Traumatic brain injury (TBI) is highly prevalent among very young and older adults, with poorer outcomes and longer recovery in aged individuals. The brain is a lipid-rich organ and high rates of membrane remodeling occur during recovery, yet remain poorly delineated, especially in aged. To determine the impact of age on lipid metabolism during TBI recovery, TBI was induced by control cortical impact in 3 (young) and 20 (aged) month-old mice. The ipsilateral cortex was harvested at 1-, 3-, 7-, and 28-day post injury (dpi) for analysis of gene expression, membrane lipidomics, total lipid fatty acid profile, and intermediates of fatty acid β-oxidation, acylcarnitines.
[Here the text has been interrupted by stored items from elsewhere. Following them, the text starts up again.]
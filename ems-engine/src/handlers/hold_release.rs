//! Handler waking parked requests on balance increases.

use super::{parse_message, InterimOutput, MessageHandler};
use crate::error::EngineResult;
use crate::hold_release::HoldReleaseService;
use crate::topics;
use async_trait::async_trait;
use ems_connectors::BusMessage;
use std::sync::Arc;
use tracing::debug;

/// Routes `ledger.balance_increased` to the hold-release service
pub struct HoldReleaseHandler {
    service: Arc<HoldReleaseService>,
}

impl HoldReleaseHandler {
    pub fn new(service: Arc<HoldReleaseService>) -> Self {
        Self { service }
    }
}

#[async_trait]
impl MessageHandler for HoldReleaseHandler {
    fn name(&self) -> &'static str {
        "hold_release_handler"
    }

    async fn handle(
        &self,
        message: &BusMessage,
        interim: InterimOutput,
    ) -> EngineResult<InterimOutput> {
        if message.topic != topics::LEDGER_BALANCE_INCREASED {
            debug!(topic = %message.topic, "hold_release_ignored_topic");
            return Ok(interim);
        }
        if let Some(event) = parse_message(self.name(), message) {
            self.service.release_on_hold_requests(event).await?;
        }
        Ok(interim)
    }
}
//! Clock port so windows, TTLs, and delayed delivery are testable.

use std::sync::atomic::{AtomicU64, Ordering};
use std::time::{SystemTime, UNIX_EPOCH};

/// Abstract wall-clock seconds source
pub trait Clock: Send + Sync {
    /// Seconds since the Unix epoch
    fn epoch_secs(&self) -> u64;
}

/// System wall clock
#[derive(Debug, Clone, Copy, Default)]
pub struct SysClock;

impl Clock for SysClock {
    fn epoch_secs(&self) -> u64 {
        SystemTime::now()
            .duration_since(UNIX_EPOCH)
            .map(|d| d.as_secs())
            .unwrap_or(0)
    }
}

/// Manually advanced clock for tests
#[derive(Debug, Default)]
pub struct ManualClock {
    now: AtomicU64,
}

impl ManualClock {
    pub fn new(epoch_secs: u64) -> Self {
        Self {
            now: AtomicU64::new(epoch_secs),
        }
    }

    pub fn advance(&self, secs: u64) {
        self.now.fetch_add(secs, Ordering::SeqCst);
    }

    pub fn set(&self, epoch_secs: u64) {
        self.now.store(epoch_secs, Ordering::SeqCst);
    }
}

impl Clock for ManualClock {
    fn epoch_secs(&self) -> u64 {
        self.now.load(Ordering::SeqCst)
    }
}

#[cfg(test)]
mod tests {
    use super::*;

    #[test]
    fn test_manual_clock_advances() {
        let clock = ManualClock::new(100);
        assert_eq!(clock.epoch_secs(), 100);
        clock.advance(25);
        assert_eq!(clock.epoch_secs(), 125);
        clock.set(7);
        assert_eq!(clock.epoch_secs(), 7);
    }
}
Lipid metabolizing genes were largely downregulated in response to TBI in young mice, yet remained unchanged or were increased in aged mice, resulting in significantly higher expression in aged compared to young. TBI increased acylcarnitines by a robust ~3-fold in both young and aged cohorts acutely following injury and restored to sham levels by day 28. Phospholipidome compositional analysis reveals largest changes in the aged mice at 28 dpi. Aged mice phospholipid profiles shifted towards higher mono- and di- unsaturated and lower saturated and highly polyunsaturated species. Phospholipids with 4 unsaturated bonds, predicted to contain arachidonic acid, tended to increase post-TBI, whereas species containing 6 unsaturated bonds, predicted to contain docosahexaenoic acid (DHA) steadily declined during recovery. Total fatty acid analysis confirmed decreased DHA at 28 dpi in aged mice and more severely after TBI. In summary, TBI in aged led to a loss of transcriptional repression, more profound phospholipid change, earlier upregulation of acylcarnitines, and significant decrease in brain DHA content. Together, these data suggest that TBI occurrence in aging, compared to young, has less impact on gene expression of lipid metabolic genes but greater impact on lipid content.